The prevalence of part-time doctors working in the NHS poses a 'huge risk' to the accuracy of workforce modelling, and could lead to over-dependence on recruiting doctors from abroad, the chair of the GMC has warned.  

Speaking at the launch of the GMC's report The state of medical education and practice in the UK this week, GMC chair Professor Sir Peter Rubin said part-time workers created ‘high level issues' for workforce planners.

He said there were issues ‘about planning for a majority of the workforce who will spend a period of their career working part-time, and will then come back full time.'

He added: ‘Trying to model that is really quite challenging, and a huge risk for medical workforce planning. The risks are that the numbers will be wrong.'

If planners allocate too few places at British medical schools in relation to the demand for doctors, they have to be recruited from overseas.

Professor Sir Rubin said: ‘If there are too few then we get back to the situation that we have been in for many, many years - of being dependent on doctors who have been trained overseas,'

‘Let's be clear about it: the NHS could not have survived over these many many years without huge numbers of doctors from overseas.

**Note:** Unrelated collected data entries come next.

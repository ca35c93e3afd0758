pub mod users;
pub mod roles;
pub mod groups;
pub mod equipment;
pub mod logbook;
pub mod audit;

use crate::error::{DatabaseError, Result};
use crate::store::{from_row, Row};
use serde::de::DeserializeOwned;

/// First returned row, or `NotFound` for `entity`/`id`.
pub(crate) fn first_or_not_found<T: DeserializeOwned>(
    rows: Vec<Row>,
    entity: &str,
    id: &str,
) -> Result<T> {
    rows.into_iter()
        .next()
        .map(from_row)
        .transpose()?
        .ok_or_else(|| DatabaseError::not_found(entity, id))
}

pub(crate) fn take_array(row: &mut Row, key: &str) -> Vec<Row> {
    match row.remove(key) {
        Some(serde_json::Value::Array(items)) => items
            .into_iter()
            .filter_map(|item| match item {
                serde_json::Value::Object(map) => Some(map),
                _ => None,
            })
            .collect(),
        _ => Vec::new(),
    }
}

pub(crate) fn take_object(row: &mut Row, key: &str) -> Option<Row> {
    match row.remove(key) {
        Some(serde_json::Value::Object(map)) => Some(map),
        _ => None,
    }
}
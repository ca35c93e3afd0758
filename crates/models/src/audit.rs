use chrono::{DateTime, Utc};
use serde::{Deserialize, Serialize};
use uuid::Uuid;

#[derive(Debug, Clone, Serialize, Deserialize)]
pub struct AuditLog {
    pub id: i64,

    // Actor (None for system actions)
    pub user_id: Option<Uuid>,

    // Event, e.g. "user.create"
    pub action: String,

    // Target
    pub target_type: String,
    pub target_id: String,

    // Snapshot
    pub old_values: Option<serde_json::Value>,
    pub new_values: Option<serde_json::Value>,

    // Result
    #[serde(default = "default_true")]
    pub success: bool,
    pub error_message: Option<String>,

    pub created_at: DateTime<Utc>,
}

fn default_true() -> bool {
    true
}

#[derive(Debug, Clone, Serialize, Deserialize)]
pub struct CreateAuditLog {
    pub user_id: Option<Uuid>,
    pub action: String,
    pub target_type: String,
    pub target_id: String,
    pub old_values: Option<serde_json::Value>,
    pub new_values: Option<serde_json::Value>,
    pub success: bool,
    pub error_message: Option<String>,
}

// Helper builder for audit events
pub struct AuditLogBuilder {
    log: CreateAuditLog,
}

impl AuditLogBuilder {
    pub fn new(
        action: impl Into<String>,
        target_type: impl Into<String>,
        target_id: impl Into<String>,
    ) -> Self {
        Self {
            log: CreateAuditLog {
                user_id: None,
                action: action.into(),
                target_type: target_type.into(),
                target_id: target_id.into(),
                old_values: None,
                new_values: None,
                success: true,
                error_message: None,
            },
        }
    }

    pub fn actor(mut self, user_id: Option<Uuid>) -> Self {
        self.log.user_id = user_id;
        self
    }

    pub fn old_values<T: Serialize>(mut self, values: &T) -> Self {
        self.log.old_values = serde_json::to_value(values).ok();
        self
    }

    pub fn new_values<T: Serialize>(mut self, values: &T) -> Self {
        self.log.new_values = serde_json::to_value(values).ok();
        self
    }

    pub fn failure(mut self, error: impl Into<String>) -> Self {
        self.log.success = false;
        self.log.error_message = Some(error.into());
        self
    }

    pub fn build(self) -> CreateAuditLog {
        self.log
    }
}

#[cfg(test)]
mod tests {
    use super::*;

    #[test]
    fn test_builder_defaults_to_success() {
        let log = AuditLogBuilder::new("user.delete", "user", "42").build();
        assert!(log.success);
        assert!(log.user_id.is_none());
        assert!(log.old_values.is_none());
    }

    #[test]
    fn test_builder_failure_and_snapshots() {
        let actor = Uuid::new_v4();
        let log = AuditLogBuilder::new("group.create", "group", "7")
            .actor(Some(actor))
            .new_values(&serde_json::json!({ "name": "Night shift" }))
            .failure("duplicate name")
            .build();

        assert_eq!(log.user_id, Some(actor));
        assert!(!log.success);
        assert_eq!(log.error_message.as_deref(), Some("duplicate name"));
        assert_eq!(log.new_values.unwrap()["name"], "Night shift");
    }
}
use serde::{Deserialize, Serialize};

use shapeset_core::{PlacedShape, Scene};

/// Persisted bounding-region description for one accepted shape.
///
/// The fill color is deliberately not part of the record: it only
/// matters for rasterization.
#[derive(Debug, Clone, PartialEq, Serialize, Deserialize)]
pub struct AnnotationRecord {
    /// 1-based sequence number in acceptance order, as a string.
    pub id: String,
    /// Shape kind wire name (`circle`, `triangle`, `rhombus`, `hexagon`).
    pub name: String,
    pub region: Region,
}

#[derive(Debug, Clone, PartialEq, Serialize, Deserialize)]
pub struct Region {
    pub origin: RegionOrigin,
    pub size: RegionSize,
}

#[derive(Debug, Clone, Copy, PartialEq, Eq, Serialize, Deserialize)]
pub struct RegionOrigin {
    pub x: i32,
    pub y: i32,
}

#[derive(Debug, Clone, Copy, PartialEq, Eq, Serialize, Deserialize)]
pub struct RegionSize {
    pub width: i32,
    pub height: i32,
}

impl AnnotationRecord {
    fn from_shape(index: usize, shape: &PlacedShape) -> Self {
        Self {
            id: index.to_string(),
            name: shape.kind.name().to_string(),
            region: Region {
                origin: RegionOrigin {
                    x: shape.bounds.x,
                    y: shape.bounds.y,
                },
                size: RegionSize {
                    width: shape.bounds.width,
                    height: shape.bounds.height,
                },
            },
        }
    }

    /// One record per accepted shape, ordered and numbered by acceptance.
    pub fn from_scene(scene: &Scene) -> Vec<AnnotationRecord> {
        scene
            .shapes()
            .iter()
            .enumerate()
            .map(|(i, shape)| Self::from_shape(i + 1, shape))
            .collect()
    }
}
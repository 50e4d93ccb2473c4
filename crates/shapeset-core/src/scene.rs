use rand::Rng;
use thiserror::Error;

use crate::builder::build_polygon;
use crate::collision::{CollisionIndex, DEFAULT_MARGIN};
use crate::color::Color;
use crate::geometry::Point;
use crate::shape::{PlacedShape, ShapeKind, ShapeParams, MAX_SHAPE_SIZE, MIN_SHAPE_SIZE};

/// Default number of placement attempts per shape before giving up.
pub const DEFAULT_MAX_ATTEMPTS: u32 = 1000;

/// Tunables for one image's placement run.
#[derive(Debug, Clone, Copy)]
pub struct PlacementConfig {
    /// Canvas width and height in pixels.
    pub canvas_size: u32,
    /// Minimum separation between accepted shapes.
    pub margin: f64,
    /// Attempt budget per shape slot.
    pub max_attempts: u32,
}

impl PlacementConfig {
    pub fn new(canvas_size: u32) -> Self {
        Self {
            canvas_size,
            margin: DEFAULT_MARGIN,
            max_attempts: DEFAULT_MAX_ATTEMPTS,
        }
    }

    pub fn with_margin(mut self, margin: f64) -> Self {
        self.margin = margin;
        self
    }

    pub fn with_max_attempts(mut self, max_attempts: u32) -> Self {
        self.max_attempts = max_attempts;
        self
    }
}

impl Default for PlacementConfig {
    fn default() -> Self {
        Self::new(256)
    }
}

/// Placement failure.
#[derive(Error, Debug)]
pub enum PlacementError {
    #[error(
        "no vacant placement for shape {shape_index} on a \
         {canvas_size}x{canvas_size} canvas after {attempts} attempts"
    )]
    Exhausted {
        /// 1-based index of the shape slot that could not be filled.
        shape_index: usize,
        canvas_size: u32,
        attempts: u32,
    },
}

/// Per-image placement context.
///
/// Owns the background color, the collision index, and the ordered list
/// of accepted shapes for one image. Created fresh per image and
/// discarded after the image's artifacts are emitted; nothing leaks
/// across images.
pub struct Scene {
    config: PlacementConfig,
    background: Color,
    index: CollisionIndex,
    shapes: Vec<PlacedShape>,
}

impl Scene {
    /// Start a new image: draws the background color, everything else
    /// empty.
    pub fn new<R: Rng + ?Sized>(config: PlacementConfig, rng: &mut R) -> Self {
        Self {
            config,
            background: Color::sample(rng),
            index: CollisionIndex::new(config.margin),
            shapes: Vec::new(),
        }
    }

    /// Draw the number of shapes to attempt for one image, uniform over
    /// `{1..5}`.
    pub fn sample_shape_count<R: Rng + ?Sized>(rng: &mut R) -> usize {
        rng.gen_range(1..=5)
    }

    /// Place `count` shapes, stopping at the first exhausted slot.
    pub fn populate<R: Rng + ?Sized>(
        &mut self,
        rng: &mut R,
        count: usize,
    ) -> Result<(), PlacementError> {
        for _ in 0..count {
            self.place_shape(rng)?;
        }
        Ok(())
    }

    /// Sample, build, and validate candidates until one is accepted or
    /// the attempt budget runs out.
    ///
    /// Each attempt draws every parameter fresh: kind, size, center,
    /// rotation, color, and the kind-specific inputs. A candidate is
    /// rejected when its rounded bounding extent leaves
    /// `[MIN_SHAPE_SIZE, MAX_SHAPE_SIZE]` or the collision index reports
    /// the spot taken.
    pub fn place_shape<R: Rng + ?Sized>(&mut self, rng: &mut R) -> Result<(), PlacementError> {
        let canvas = self.config.canvas_size as i32;

        for attempt in 1..=self.config.max_attempts {
            let kind = ShapeKind::sample(rng);
            let size = rng.gen_range(MIN_SHAPE_SIZE..=MAX_SHAPE_SIZE);

            // Center sampling keeps the unrotated axis-aligned estimate
            // inside the canvas; rotation can still push the true polygon
            // past the edge. Reproduced sampling policy, not corrected.
            let half = (size as f64 * 0.5).round() as i32;
            let limit = canvas - half;
            if limit < half {
                log::debug!("attempt {attempt}: size {size} does not fit a {canvas} canvas");
                continue;
            }
            let center = Point::new(
                rng.gen_range(half..=limit) as f64,
                rng.gen_range(half..=limit) as f64,
            );
            let rotation = rng.gen_range(0.0..360.0);
            let color = Color::sample_distinct(rng, self.background);
            let params = ShapeParams::sample(kind, size as f64, rng);

            let polygon = build_polygon(&params, size as f64, center, rotation);
            let bounds = match polygon.bbox() {
                Some(b) => b.to_int_bounds(),
                None => continue,
            };

            if bounds.width < MIN_SHAPE_SIZE
                || bounds.width > MAX_SHAPE_SIZE
                || bounds.height < MIN_SHAPE_SIZE
                || bounds.height > MAX_SHAPE_SIZE
            {
                log::debug!(
                    "attempt {attempt}: {} bounds {}x{} outside [{MIN_SHAPE_SIZE},{MAX_SHAPE_SIZE}]",
                    kind.name(),
                    bounds.width,
                    bounds.height
                );
                continue;
            }

            if !self.index.is_vacant(&polygon) {
                log::debug!("attempt {attempt}: {} at {:?} overlaps", kind.name(), center);
                continue;
            }

            self.index.mark_occupied(&polygon);
            log::debug!(
                "placed {} size {size} at {:?} after {attempt} attempts",
                kind.name(),
                center
            );
            self.shapes.push(PlacedShape {
                kind,
                center,
                size: size as f64,
                rotation,
                color,
                polygon,
                bounds,
            });
            return Ok(());
        }

        let shape_index = self.shapes.len() + 1;
        log::warn!(
            "placement exhausted for shape {shape_index} after {} attempts",
            self.config.max_attempts
        );
        Err(PlacementError::Exhausted {
            shape_index,
            canvas_size: self.config.canvas_size,
            attempts: self.config.max_attempts,
        })
    }

    pub fn background(&self) -> Color {
        self.background
    }

    pub fn canvas_size(&self) -> u32 {
        self.config.canvas_size
    }

    pub fn shapes(&self) -> &[PlacedShape] {
        &self.shapes
    }

    pub fn shape_count(&self) -> usize {
        self.shapes.len()
    }
}
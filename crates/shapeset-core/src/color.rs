use rand::Rng;
use serde::{Deserialize, Serialize};

/// An RGB fill color.
#[derive(Debug, Clone, Copy, PartialEq, Eq, Serialize, Deserialize)]
pub struct Color {
    pub r: u8,
    pub g: u8,
    pub b: u8,
}

impl Color {
    pub fn new(r: u8, g: u8, b: u8) -> Self {
        Self { r, g, b }
    }

    /// Draw a uniform random color.
    pub fn sample<R: Rng + ?Sized>(rng: &mut R) -> Self {
        Self {
            r: rng.gen(),
            g: rng.gen(),
            b: rng.gen(),
        }
    }

    /// Draw a uniform random color that differs from `other`.
    ///
    /// Rejection sampling: terminates with probability 1 since the draw
    /// space has 2^24 values.
    pub fn sample_distinct<R: Rng + ?Sized>(rng: &mut R, other: Color) -> Self {
        loop {
            let color = Self::sample(rng);
            if color != other {
                return color;
            }
        }
    }
}

#[cfg(test)]
mod tests {
    use super::*;
    use rand::rngs::StdRng;
    use rand::SeedableRng;

    #[test]
    fn test_sample_distinct_differs() {
        let mut rng = StdRng::seed_from_u64(11);
        let background = Color::sample(&mut rng);
        for _ in 0..64 {
            assert_ne!(Color::sample_distinct(&mut rng, background), background);
        }
    }
}
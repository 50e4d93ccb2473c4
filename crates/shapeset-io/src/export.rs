use std::fs::{self, File};
use std::io::{BufWriter, Write};
use std::path::{Path, PathBuf};

use image::RgbImage;
use thiserror::Error;

use crate::annotation::AnnotationRecord;

#[derive(Error, Debug)]
pub enum ExportError {
    #[error("I/O error: {0}")]
    Io(#[from] std::io::Error),

    #[error("image encoding error: {0}")]
    Image(#[from] image::ImageError),

    #[error("annotation serialization error: {0}")]
    Json(#[from] serde_json::Error),
}

/// Writes one PNG/JSON pair per image into an output directory.
///
/// Files are named by zero-padded 3-digit 1-based index: `001.png`
/// alongside `001.json`. Any failure is fatal for that image; nothing
/// is skipped silently.
pub struct DatasetWriter {
    root: PathBuf,
}

impl DatasetWriter {
    /// Create the writer, creating the output directory if needed.
    pub fn create(root: impl Into<PathBuf>) -> Result<Self, ExportError> {
        let root = root.into();
        fs::create_dir_all(&root)?;
        Ok(Self { root })
    }

    pub fn root(&self) -> &Path {
        &self.root
    }

    /// Persist the rendered image and its annotation list under `index`.
    /// Returns the two paths written.
    pub fn write_pair(
        &self,
        index: usize,
        image: &RgbImage,
        records: &[AnnotationRecord],
    ) -> Result<(PathBuf, PathBuf), ExportError> {
        let stem = format!("{:03}", index);

        let image_path = self.root.join(format!("{stem}.png"));
        image.save(&image_path)?;

        let json_path = self.root.join(format!("{stem}.json"));
        let mut writer = BufWriter::new(File::create(&json_path)?);
        serde_json::to_writer_pretty(&mut writer, records)?;
        writer.flush()?;

        log::info!(
            "wrote {} and {} ({} shapes)",
            image_path.display(),
            json_path.display(),
            records.len()
        );
        Ok((image_path, json_path))
    }
}

#[cfg(test)]
mod tests {
    use super::*;
    use crate::annotation::{Region, RegionOrigin, RegionSize};

    fn sample_records() -> Vec<AnnotationRecord> {
        vec![AnnotationRecord {
            id: "1".to_string(),
            name: "hexagon".to_string(),
            region: Region {
                origin: RegionOrigin { x: 10, y: 12 },
                size: RegionSize {
                    width: 40,
                    height: 38,
                },
            },
        }]
    }

    #[test]
    fn test_write_pair_creates_zero_padded_files() {
        let dir = tempfile::tempdir().unwrap();
        let writer = DatasetWriter::create(dir.path().join("dataset")).unwrap();

        let image = RgbImage::new(16, 16);
        let (image_path, json_path) = writer.write_pair(7, &image, &sample_records()).unwrap();

        assert!(image_path.ends_with("007.png"));
        assert!(json_path.ends_with("007.json"));
        assert!(image_path.exists());
        assert!(json_path.exists());
    }

    #[test]
    fn test_written_annotations_read_back() {
        let dir = tempfile::tempdir().unwrap();
        let writer = DatasetWriter::create(dir.path()).unwrap();

        let records = sample_records();
        let image = RgbImage::new(16, 16);
        let (_, json_path) = writer.write_pair(1, &image, &records).unwrap();

        let text = fs::read_to_string(json_path).unwrap();
        let parsed: Vec<AnnotationRecord> = serde_json::from_str(&text).unwrap();
        assert_eq!(parsed, records);
    }

    #[test]
    fn test_create_nested_output_directory() {
        let dir = tempfile::tempdir().unwrap();
        let nested = dir.path().join("a").join("b");
        let writer = DatasetWriter::create(&nested).unwrap();
        assert!(writer.root().is_dir());
    }
}
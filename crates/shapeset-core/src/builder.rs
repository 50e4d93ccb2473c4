use std::f64::consts::TAU;

use crate::geometry::{Point, Polygon};
use crate::shape::ShapeParams;

/// Number of sides used to approximate a circle. Keeps bounding-box and
/// intersection math within a small tolerance of a true disk.
pub const CIRCLE_SIDES: usize = 64;

/// Build the polygon for a shape, before any validation.
///
/// Pure and deterministic: all randomness (triangle vertex angles,
/// rhombus diagonals) arrives through `params`. The unrotated vertex
/// ring is constructed around `center`, then every vertex is rotated
/// rigidly about it by `rotation_deg` degrees.
pub fn build_polygon(params: &ShapeParams, size: f64, center: Point, rotation_deg: f64) -> Polygon {
    let radius = size / 2.0;
    let vertices = match params {
        ShapeParams::Circle => ring_vertices(center, radius, CIRCLE_SIDES),
        ShapeParams::Triangle { angles } => angles
            .iter()
            .map(|a| {
                Point::new(
                    center.x + radius * a.cos(),
                    center.y + radius * a.sin(),
                )
            })
            .collect(),
        ShapeParams::Rhombus {
            vertical,
            horizontal,
        } => vec![
            Point::new(center.x, center.y + vertical / 2.0),
            Point::new(center.x + horizontal / 2.0, center.y),
            Point::new(center.x, center.y - vertical / 2.0),
            Point::new(center.x - horizontal / 2.0, center.y),
        ],
        ShapeParams::Hexagon => ring_vertices(center, radius, 6),
    };
    Polygon::new(vertices).rotated_around(&center, rotation_deg)
}

/// Vertices evenly spaced on the circle of `radius` around `center`.
fn ring_vertices(center: Point, radius: f64, sides: usize) -> Vec<Point> {
    (0..sides)
        .map(|i| {
            let angle = TAU * i as f64 / sides as f64;
            Point::new(
                center.x + radius * angle.cos(),
                center.y + radius * angle.sin(),
            )
        })
        .collect()
}

#[cfg(test)]
mod tests {
    use super::*;

    #[test]
    fn test_builder_is_deterministic() {
        let params = ShapeParams::Triangle {
            angles: [0.3, 2.1, 4.9],
        };
        let a = build_polygon(&params, 80.0, Point::new(100.0, 100.0), 33.0);
        let b = build_polygon(&params, 80.0, Point::new(100.0, 100.0), 33.0);
        assert_eq!(a, b);
    }

    #[test]
    fn test_circle_bounds() {
        // size 50 at (128,128), no rotation: bounds should be 50x50 at (103,103).
        let poly = build_polygon(&ShapeParams::Circle, 50.0, Point::new(128.0, 128.0), 0.0);
        assert_eq!(poly.vertex_count(), CIRCLE_SIDES);
        let bounds = poly.bbox().unwrap().to_int_bounds();
        assert_eq!(bounds.x, 103);
        assert_eq!(bounds.y, 103);
        assert_eq!(bounds.width, 50);
        assert_eq!(bounds.height, 50);
    }

    #[test]
    fn test_triangle_vertices_on_circumscribed_circle() {
        let center = Point::new(50.0, 60.0);
        let poly = build_polygon(
            &ShapeParams::Triangle {
                angles: [0.0, 2.0, 4.0],
            },
            60.0,
            center,
            0.0,
        );
        assert_eq!(poly.vertex_count(), 3);
        for v in &poly.vertices {
            assert!((v.distance_to(&center) - 30.0).abs() < 1e-9);
        }
    }

    #[test]
    fn test_rhombus_vertices() {
        let poly = build_polygon(
            &ShapeParams::Rhombus {
                vertical: 30.0,
                horizontal: 40.0,
            },
            100.0,
            Point::new(100.0, 100.0),
            0.0,
        );
        let expected = [
            Point::new(100.0, 115.0),
            Point::new(120.0, 100.0),
            Point::new(100.0, 85.0),
            Point::new(80.0, 100.0),
        ];
        assert_eq!(poly.vertex_count(), 4);
        for (v, e) in poly.vertices.iter().zip(expected.iter()) {
            assert!(v.distance_to(e) < 1e-9);
        }
    }

    #[test]
    fn test_hexagon_sixfold_symmetry() {
        // Rotating a regular hexagon by 60 degrees about its center must
        // reproduce its vertex set (as a set).
        let center = Point::new(40.0, 40.0);
        let hexagon = build_polygon(&ShapeParams::Hexagon, 90.0, center, 0.0);
        let rotated = hexagon.rotated_around(&center, 60.0);
        for v in &rotated.vertices {
            assert!(
                hexagon.vertices.iter().any(|h| h.distance_to(v) < 1e-9),
                "rotated vertex {:?} not found in original hexagon",
                v
            );
        }
    }

    #[test]
    fn test_rotation_preserves_center_distance() {
        let center = Point::new(0.0, 0.0);
        let plain = build_polygon(&ShapeParams::Hexagon, 50.0, center, 0.0);
        let turned = build_polygon(&ShapeParams::Hexagon, 50.0, center, 17.5);
        for (a, b) in plain.vertices.iter().zip(turned.vertices.iter()) {
            assert!((a.distance_to(&center) - b.distance_to(&center)).abs() < 1e-9);
        }
    }
}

‘But I think probably most people in this country would prefer a health service that is run by doctors who have been trained in the UK.'

The GMC could soon be given new powers to give language checks to all foreign-trained doctors, after the DH launched a consultation containing this proposal in April.

A study commissioned by the GMC and published in the British Medical Journal last year found that foreign-trained doctors were up to four times more likely to be suspended or struck off, than their UK-trained counterparts.